The 82 class, built by Clyde Engineering, saw the introduction of a new standard in cab safety and comfort to NSW locomotives. It is apparent that Freight Rail have been considering the retro-fitting of this type of cab to older locomotives and 4847 was selected to trial a new cab. Unfortunately early in the project Freight Rail stopped the work and the loco appears to have now been set aside. The accompanying photo was taken at Chullora workshops just before work was suspended.
Since the last issue of AMPR Freight Rail have withdrawn the last 3 members of the 442 class. These 1491kW/2000hp Goodwin Alco locomotives entered service between October 1970 and September 1971 and over the years worked on all the mainlines throughout NSW. Withdrawals began in 1994 and 19 were sold at the great locomotive sale that was held at Cardiff in December that year. 44211 was the last of the class to remain in service and was withdrawn after working ballast/work trains over the weekend of 21-22 March.
Quad Alco 48s hauling coal through the Hunter Valley was once a common sight but that appears to be coming to an end. The last mine service by these branchline locomotives is set for closure on 8 May and it is expected that the stockpile will be cleared shortly after. Loco staff at Broadmeadow have been advised that their allotment of 48s will be reduced when the mine closes.
Weather in Australia is unpredictable and it seems to be either drought or flood. In Queensland of late it has been flood and at 0143 on 23 April floodwaters south of Blackwater washed out a section of track just before a fully laden coal train arrived at the scene. Both locomotives and 8 of the 102 wagons on the train were derailed.
The 2 crew members were trapped on the lead loco as the floodwaters rose around them and were not rescued until 0635 when the Capricora rescue helicopter winched the men to safety. The method of rescue was particularly appropriate for Queensland Rail is the helicopter service's major sponsor.
NR's operations continue to produce what was once considered unusual. G518 was scheduled to be part of the motive power for 2PB4 timed to arrive in Brisbane at 2355 on 15 March. It was then scheduled to work as the Acacia Ridge shunter for the next week.

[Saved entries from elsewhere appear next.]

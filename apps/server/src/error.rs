//! # API Error Type
//!
//! Unified error type for HTTP handlers.
//!
//! ## Serialization
//! This is what the frontend receives when a request fails:
//! ```json
//! {
//!   "error": {
//!     "code": "NOT_FOUND",
//!     "message": "Product not found: olio-evo-500ml"
//!   }
//! }
//! ```
//!
//! Every error carries a machine-readable `code` for programmatic
//! handling and a human-readable `message` for display. Internal detail
//! (SQL text, provider bodies) goes to the log, never to the client.

use axum::http::StatusCode;
use axum::response::{IntoResponse, Response};
use axum::Json;
use serde::Serialize;
use serde_json::json;

use frantoio_core::{CoreError, ShippingError, ValidationError};
use frantoio_db::DbError;

use crate::payments::PaymentError;

/// API error returned from HTTP handlers.
#[derive(Debug, Clone, Serialize)]
#[serde(rename_all = "camelCase")]
pub struct ApiError {
    /// Machine-readable error code for programmatic handling
    pub code: ErrorCode,

    /// Human-readable error message for display
    pub message: String,
}

/// Error codes for API responses.
#[derive(Debug, Clone, Copy, Serialize)]
#[serde(rename_all = "SCREAMING_SNAKE_CASE")]
pub enum ErrorCode {
    /// Resource not found (404)
    NotFound,

    /// Input validation failed (422)
    ValidationError,

    /// Business logic error (422)
    BusinessLogic,

    /// Missing or invalid credentials (401)
    Unauthorized,

    /// Insufficient stock (409)
    InsufficientStock,

    /// Payment processor failure (502)
    PaymentError,

    /// Database operation failed (500)
    DatabaseError,

    /// Internal server error (500)
    Internal,
}

impl ErrorCode {
    const fn status(&self) -> StatusCode {
        match self {
            ErrorCode::NotFound => StatusCode::NOT_FOUND,
            ErrorCode::ValidationError => StatusCode::UNPROCESSABLE_ENTITY,
            ErrorCode::BusinessLogic => StatusCode::UNPROCESSABLE_ENTITY,
            ErrorCode::Unauthorized => StatusCode::UNAUTHORIZED,
            ErrorCode::InsufficientStock => StatusCode::CONFLICT,
            ErrorCode::PaymentError => StatusCode::BAD_GATEWAY,
            ErrorCode::DatabaseError => StatusCode::INTERNAL_SERVER_ERROR,
            ErrorCode::Internal => StatusCode::INTERNAL_SERVER_ERROR,
        }
    }
}

impl ApiError {
    /// Creates a new API error.
    pub fn new(code: ErrorCode, message: impl Into<String>) -> Self {
        ApiError {
            code,
            message: message.into(),
        }
    }

    /// Creates a not found error.
    pub fn not_found(resource: &str, id: &str) -> Self {
        ApiError::new(ErrorCode::NotFound, format!("{} not found: {}", resource, id))
    }

    /// Creates a validation error.
    pub fn validation(message: impl Into<String>) -> Self {
        ApiError::new(ErrorCode::ValidationError, message)
    }

    /// Creates an unauthorized error.
    pub fn unauthorized(message: impl Into<String>) -> Self {
        ApiError::new(ErrorCode::Unauthorized, message)
    }

    /// Creates an internal error.
    pub fn internal(message: impl Into<String>) -> Self {
        ApiError::new(ErrorCode::Internal, message)
    }
}

impl IntoResponse for ApiError {
    fn into_response(self) -> Response {
        let status = self.code.status();
        let body = json!({
            "error": {
                "code": self.code,
                "message": self.message,
            }
        });
        (status, Json(body)).into_response()
    }
}

/// Converts database errors to API errors.
impl From<DbError> for ApiError {
    fn from(err: DbError) -> Self {
        match err {
            DbError::NotFound { entity, id } => ApiError::not_found(&entity, &id),
            DbError::UniqueViolation { field, value } => ApiError::new(
                ErrorCode::ValidationError,
                format!("{} '{}' already exists", field, value),
            ),
            DbError::ForeignKeyViolation { message } => {
                tracing::error!("Foreign key violation: {}", message);
                ApiError::new(ErrorCode::ValidationError, "Invalid reference")
            }
            DbError::ConnectionFailed(_) => {
                ApiError::new(ErrorCode::DatabaseError, "Database connection failed")
            }
            DbError::MigrationFailed(_) => {
                ApiError::new(ErrorCode::DatabaseError, "Database migration failed")
            }
            DbError::QueryFailed(e) => {
                // Log the actual error but return a generic message
                tracing::error!("Database query failed: {}", e);
                ApiError::new(ErrorCode::DatabaseError, "Database operation failed")
            }
            DbError::TransactionFailed(e) => {
                tracing::error!("Transaction failed: {}", e);
                ApiError::new(ErrorCode::DatabaseError, "Database transaction failed")
            }
            DbError::InvalidDocument(e) => {
                tracing::error!("Invalid stored document: {}", e);
                ApiError::new(ErrorCode::Internal, "Stored document is invalid")
            }
            DbError::InvalidValue(e) => {
                tracing::error!("Invalid stored value: {}", e);
                ApiError::new(ErrorCode::Internal, "Stored value is invalid")
            }
            DbError::PoolExhausted => {
                ApiError::new(ErrorCode::DatabaseError, "Database pool exhausted")
            }
            DbError::Internal(e) => {
                tracing::error!("Internal database error: {}", e);
                ApiError::new(ErrorCode::DatabaseError, "Database operation failed")
            }
        }
    }
}

/// Converts core errors to API errors.
impl From<CoreError> for ApiError {
    fn from(err: CoreError) -> Self {
        match err {
            CoreError::ProductNotFound(id) => ApiError::not_found("Product", &id),
            CoreError::OrderNotFound(id) => ApiError::not_found("Order", &id),
            CoreError::InsufficientStock {
                slug,
                available,
                requested,
            } => ApiError::new(
                ErrorCode::InsufficientStock,
                format!(
                    "Insufficient stock for {}: {} available, {} requested",
                    slug, available, requested
                ),
            ),
            CoreError::InvalidStatusTransition { .. }
            | CoreError::EmptyCart
            | CoreError::MixedCheckoutModes => {
                ApiError::new(ErrorCode::BusinessLogic, err.to_string())
            }
            CoreError::CartTooLarge { .. }
            | CoreError::QuantityTooLarge { .. }
            | CoreError::CartItemNotFound(_) => {
                ApiError::new(ErrorCode::ValidationError, err.to_string())
            }
            CoreError::Shipping(e) => e.into(),
            CoreError::Validation(e) => e.into(),
        }
    }
}

impl From<ValidationError> for ApiError {
    fn from(err: ValidationError) -> Self {
        ApiError::validation(err.to_string())
    }
}

impl From<ShippingError> for ApiError {
    fn from(err: ShippingError) -> Self {
        // Lookup misses are the customer's problem statement ("we don't
        // ship there"), table defects are ours.
        match err {
            ShippingError::DestinationNotServed(_)
            | ShippingError::WeightExceedsTiers { .. } => {
                ApiError::new(ErrorCode::BusinessLogic, err.to_string())
            }
            ShippingError::EmptyTiers(_)
            | ShippingError::TiersNotAscending { .. }
            | ShippingError::NegativeRate { .. } => {
                ApiError::new(ErrorCode::ValidationError, err.to_string())
            }
        }
    }
}

/// Converts payment client errors to API errors.
impl From<PaymentError> for ApiError {
    fn from(err: PaymentError) -> Self {
        tracing::error!("Payment processor error: {}", err);
        ApiError::new(ErrorCode::PaymentError, "Payment processor unavailable")
    }
}

#[cfg(test)]
mod tests {
    use super::*;

    #[test]
    fn test_status_mapping() {
        assert_eq!(ErrorCode::NotFound.status(), StatusCode::NOT_FOUND);
        assert_eq!(ErrorCode::ValidationError.status(), StatusCode::UNPROCESSABLE_ENTITY);
        assert_eq!(ErrorCode::Unauthorized.status(), StatusCode::UNAUTHORIZED);
        assert_eq!(ErrorCode::PaymentError.status(), StatusCode::BAD_GATEWAY);
    }

    #[test]
    fn test_db_not_found_maps_to_404() {
        let api: ApiError = DbError::not_found("Product", "p1").into();
        assert!(matches!(api.code, ErrorCode::NotFound));
        assert_eq!(api.message, "Product not found: p1");
    }
}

NR has decided to scrap 8001 on site at Acacia Ridge rather than move it to Sydney so yet another Alco bites the dust.
NR has returned a number of C class to service in Victoria. C503 seen elsewhere in this issue is not one of them. Latest reports are that it has been used as a source of spare parts for the other members of the class and now cannot be returned to service.
Emu Bay Railway
The Emu Bay Railway has been sold. On 6 April it was announced that the EBR's owner, Pasminco Metals, had sold the EBR to the Australian Transport Network, operators of Tasrail. For $7.8 million ATN purchased 145km of track, 11 diesel-hydraulic locomotives used for mainline work and 1 diesel-hydraulic shunter. Since the announcement the staff of the EBR have taken industrial action and a number of the operations staff have indicated that they will not work for Tasrail.
The sale is expected to be finalised in early May and the new owners have indicated that they are committed to spending $9 million on upgrading the line. There is a touch of irony in the sale; from the day the construction of what was to become the EBR was announced the Tasmanian government tried to gain control of the railway. It was not until the railways in Tasmania passed out of government control that the EBR was finally integrated into the state system.